I can't count the number of times I've seen people reply-all when they
shouldn't have (and come very close myself), reply to the wrong chain, forward
sensitive information that was shown way back at the beginning of a long
chain. I remember one incredibly egregious case where my director and manager
had a long, drawn out discussion about terminating one of my coworkers in an
email thread. About how it really needed to be done, but the timing wasn't
ideal because they needed her to wrap up an important client project, but she
was kind of bad at her job, so maybe they should do it now, but there wasn't
anyone to pick the project up so they agreed to wait a month and a half.

Later on their conversation turned to some other things that were relevant to
my work, and the director forwarded the whole chain to me and one other person
on the team to "see the details in this chain."

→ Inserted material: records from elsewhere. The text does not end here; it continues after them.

//! Product record and the request bodies that create or change it.

use std::str::FromStr;

use serde::{Deserialize, Deserializer, Serialize};

use crate::errors::AppError;

/// Product category. Unrecognised values read back from storage map to `Unknown`.
#[derive(Debug, Clone, Copy, Serialize, Deserialize, PartialEq, Eq, Hash)]
#[serde(rename_all = "lowercase")]
pub enum Category {
    Shoes,
    Perfumes,
    Clothes,
    Accessories,
    #[serde(other)]
    Unknown,
}

impl Category {
    /// The fixed enumeration, in display order.
    pub const ALL: [Category; 4] = [
        Category::Shoes,
        Category::Perfumes,
        Category::Clothes,
        Category::Accessories,
    ];

    pub fn as_str(&self) -> &'static str {
        match self {
            Category::Shoes => "shoes",
            Category::Perfumes => "perfumes",
            Category::Clothes => "clothes",
            Category::Accessories => "accessories",
            Category::Unknown => "unknown",
        }
    }

    pub fn label(&self) -> &'static str {
        match self {
            Category::Shoes => "Shoes",
            Category::Perfumes => "Perfumes",
            Category::Clothes => "Clothes",
            Category::Accessories => "Accessories",
            Category::Unknown => "Other",
        }
    }

    /// Lenient parse used on read paths.
    pub fn parse(s: &str) -> Self {
        match s.trim().to_ascii_lowercase().as_str() {
            "shoes" => Category::Shoes,
            "perfumes" => Category::Perfumes,
            "clothes" => Category::Clothes,
            "accessories" => Category::Accessories,
            _ => Category::Unknown,
        }
    }

    /// Strict parse used on write paths.
    pub fn parse_known(s: &str) -> Result<Self, AppError> {
        match Self::parse(s) {
            Category::Unknown => Err(AppError::Validation(format!(
                "Unknown category '{}'. Expected one of: shoes, perfumes, clothes, accessories",
                s.trim()
            ))),
            category => Ok(category),
        }
    }
}

/// Price currency. NGN when not given.
#[allow(clippy::upper_case_acronyms)]
#[derive(Debug, Clone, Copy, Serialize, Deserialize, PartialEq, Eq, Default)]
pub enum Currency {
    #[default]
    NGN,
    USD,
    EUR,
    GBP,
}

impl Currency {
    pub fn as_str(&self) -> &'static str {
        match self {
            Currency::NGN => "NGN",
            Currency::USD => "USD",
            Currency::EUR => "EUR",
            Currency::GBP => "GBP",
        }
    }

    /// Format an amount in en-US currency style, e.g. `$1,234.50` or `NGN 85,000.00`.
    pub fn format(&self, amount: f64) -> String {
        let cents = (amount.abs() * 100.0).round() as u64;
        let whole = group_thousands(cents / 100);
        let sign = if amount < 0.0 { "-" } else { "" };
        let number = format!("{}.{:02}", whole, cents % 100);
        match self {
            Currency::USD => format!("{}${}", sign, number),
            Currency::EUR => format!("{}€{}", sign, number),
            Currency::GBP => format!("{}£{}", sign, number),
            Currency::NGN => format!("{}NGN {}", sign, number),
        }
    }
}

impl FromStr for Currency {
    type Err = AppError;

    fn from_str(s: &str) -> Result<Self, Self::Err> {
        match s.trim().to_ascii_uppercase().as_str() {
            "NGN" => Ok(Currency::NGN),
            "USD" => Ok(Currency::USD),
            "EUR" => Ok(Currency::EUR),
            "GBP" => Ok(Currency::GBP),
            _ => Err(AppError::Validation(format!(
                "Unsupported currency '{}'",
                s.trim()
            ))),
        }
    }
}

fn group_thousands(mut value: u64) -> String {
    let mut groups = Vec::new();
    loop {
        if value < 1000 {
            groups.push(value.to_string());
            break;
        }
        groups.push(format!("{:03}", value % 1000));
        value /= 1000;
    }
    groups.reverse();
    groups.join(",")
}

/// A stored product record.
#[derive(Debug, Clone, Serialize, Deserialize, PartialEq)]
#[serde(rename_all = "camelCase")]
pub struct Product {
    pub id: String,
    pub title: String,
    pub description: String,
    pub price: f64,
    #[serde(default)]
    pub currency: Currency,
    pub category: Category,
    pub available: bool,
    #[serde(skip_serializing_if = "Option::is_none")]
    pub link: Option<String>,
    #[serde(skip_serializing_if = "Option::is_none")]
    pub rating: Option<f64>,
    #[serde(skip_serializing_if = "Option::is_none")]
    pub reviews: Option<i64>,
    #[serde(skip_serializing_if = "Option::is_none")]
    pub image_url: Option<String>,
    pub created_at: String,
    pub updated_at: String,
}

/// Request body for creating a new product.
#[derive(Debug, Clone, Deserialize, PartialEq)]
#[serde(rename_all = "camelCase")]
pub struct CreateProductRequest {
    pub title: String,
    pub description: String,
    pub price: f64,
    #[serde(default)]
    pub currency: Currency,
    pub category: Category,
    #[serde(default = "default_available")]
    pub available: bool,
    #[serde(default)]
    pub link: Option<String>,
    #[serde(default)]
    pub rating: Option<f64>,
    #[serde(default)]
    pub reviews: Option<i64>,
    #[serde(default)]
    pub image_url: Option<String>,
}

fn default_available() -> bool {
    true
}

impl CreateProductRequest {
    /// Check required fields and value ranges.
    pub fn validate(&self) -> Result<(), AppError> {
        if self.title.trim().is_empty() {
            return Err(AppError::Validation("Title is required".to_string()));
        }
        if self.description.trim().is_empty() {
            return Err(AppError::Validation("Description is required".to_string()));
        }
        if self.category == Category::Unknown {
            return Err(AppError::Validation("Category is required".to_string()));
        }
        validate_price(self.price)?;
        if let Some(rating) = self.rating {
            validate_rating(rating)?;
        }
        if let Some(reviews) = self.reviews {
            validate_reviews(reviews)?;
        }
        Ok(())
    }
}

/// Request body for a partial update. Absent fields are left untouched;
/// optional attributes can be cleared with an explicit `null`.
#[derive(Debug, Clone, Default, Deserialize, PartialEq)]
#[serde(rename_all = "camelCase")]
pub struct UpdateProductRequest {
    #[serde(default)]
    pub title: Option<String>,
    #[serde(default)]
    pub description: Option<String>,
    #[serde(default)]
    pub price: Option<f64>,
    #[serde(default)]
    pub currency: Option<Currency>,
    #[serde(default)]
    pub category: Option<Category>,
    #[serde(default)]
    pub available: Option<bool>,
    #[serde(default, deserialize_with = "double_option")]
    pub link: Option<Option<String>>,
    #[serde(default, deserialize_with = "double_option")]
    pub rating: Option<Option<f64>>,
    #[serde(default, deserialize_with = "double_option")]
    pub reviews: Option<Option<i64>>,
    #[serde(default, deserialize_with = "double_option")]
    pub image_url: Option<Option<String>>,
}

impl UpdateProductRequest {
    /// Check the fields that are present.
    pub fn validate(&self) -> Result<(), AppError> {
        if matches!(&self.title, Some(t) if t.trim().is_empty()) {
            return Err(AppError::Validation("Title cannot be empty".to_string()));
        }
        if matches!(&self.description, Some(d) if d.trim().is_empty()) {
            return Err(AppError::Validation(
                "Description cannot be empty".to_string(),
            ));
        }
        if self.category == Some(Category::Unknown) {
            return Err(AppError::Validation("Unknown category".to_string()));
        }
        if let Some(price) = self.price {
            validate_price(price)?;
        }
        if let Some(Some(rating)) = self.rating {
            validate_rating(rating)?;
        }
        if let Some(Some(reviews)) = self.reviews {
            validate_reviews(reviews)?;
        }
        Ok(())
    }

    /// Apply this patch on top of an existing record.
    #[cfg(test)]
    pub fn apply_to(&self, existing: &Product) -> Product {
        Product {
            id: existing.id.clone(),
            title: self.title.clone().unwrap_or_else(|| existing.title.clone()),
            description: self
                .description
                .clone()
                .unwrap_or_else(|| existing.description.clone()),
            price: self.price.unwrap_or(existing.price),
            currency: self.currency.unwrap_or(existing.currency),
            category: self.category.unwrap_or(existing.category),
            available: self.available.unwrap_or(existing.available),
            link: self.link.clone().unwrap_or_else(|| existing.link.clone()),
            rating: self.rating.unwrap_or(existing.rating),
            reviews: self.reviews.unwrap_or(existing.reviews),
            image_url: self
                .image_url
                .clone()
                .unwrap_or_else(|| existing.image_url.clone()),
            created_at: existing.created_at.clone(),
            updated_at: existing.updated_at.clone(),
        }
    }
}

fn double_option<'de, D, T>(deserializer: D) -> Result<Option<Option<T>>, D::Error>
where
    D: Deserializer<'de>,
    T: Deserialize<'de>,
{
    Option::<T>::deserialize(deserializer).map(Some)
}

fn validate_price(price: f64) -> Result<(), AppError> {
    if !price.is_finite() || price < 0.0 {
        return Err(AppError::Validation(
            "Price must be a non-negative number".to_string(),
        ));
    }
    Ok(())
}

fn validate_rating(rating: f64) -> Result<(), AppError> {
    if !(0.0..=5.0).contains(&rating) {
        return Err(AppError::Validation(
            "Rating must be between 0 and 5".to_string(),
        ));
    }
    Ok(())
}

fn validate_reviews(reviews: i64) -> Result<(), AppError> {
    if reviews < 0 {
        return Err(AppError::Validation(
            "Review count cannot be negative".to_string(),
        ));
    }
    Ok(())
}

/// Category filter used by the catalog and the admin listing.
#[derive(Debug, Clone, Copy, PartialEq, Eq, Default)]
pub enum CategoryFilter {
    #[default]
    All,
    Only(Category),
}

impl CategoryFilter {
    /// Parse `all` or a category name.
    pub fn parse(s: &str) -> Result<Self, AppError> {
        if s.trim().eq_ignore_ascii_case("all") || s.trim().is_empty() {
            return Ok(CategoryFilter::All);
        }
        Category::parse_known(s).map(CategoryFilter::Only)
    }

    pub fn matches(&self, category: Category) -> bool {
        match self {
            CategoryFilter::All => true,
            CategoryFilter::Only(wanted) => *wanted == category,
        }
    }

    /// Keep the items whose category matches, preserving order.
    pub fn apply<T, F>(&self, items: &[T], category_of: F) -> Vec<T>
    where
        T: Clone,
        F: Fn(&T) -> Category,
    {
        items
            .iter()
            .filter(|item| self.matches(category_of(item)))
            .cloned()
            .collect()
    }
}

/// Query string carrying an optional category filter.
#[derive(Debug, Default, Deserialize)]
pub struct CategoryQuery {
    pub category: Option<String>,
}

impl CategoryQuery {
    pub fn filter(&self) -> Result<CategoryFilter, AppError> {
        self.category
            .as_deref()
            .map(CategoryFilter::parse)
            .transpose()
            .map(Option::unwrap_or_default)
    }
}

/// Summary counters shown on the admin dashboard.
#[derive(Debug, Clone, Serialize, PartialEq)]
#[serde(rename_all = "camelCase")]
pub struct CatalogStats {
    pub total_products: usize,
    pub active_products: usize,
    pub draft_products: usize,
    /// Sum of prices of available products
    pub total_value: f64,
}

impl CatalogStats {
    pub fn from_products(products: &[Product]) -> Self {
        let active_products = products.iter().filter(|p| p.available).count();
        Self {
            total_products: products.len(),
            active_products,
            draft_products: products.len() - active_products,
            total_value: products
                .iter()
                .filter(|p| p.available)
                .map(|p| p.price)
                .sum(),
        }
    }
}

Of course we brought it to the boss' attention, but the damage was done, and
my coworker and I couldn't un-know what we had read, nor could we say anything
to our coworker.

That was an _incredibly_ uncomfortable and stressful 6 weeks sitting next to
the woman every day who I knew was going to be fired soon and being unable to
say anything.

I've seen people reply-all griping about clients and get walked out of the
building minutes later.

Yes, I realize that the "where was that message? Email or slack (or
whatever)?" is a legit problem that creates some friction. But for my money,
reducing the risk of blunders like that far outweighs the problems it
presents. I really really _want_ isolated channels.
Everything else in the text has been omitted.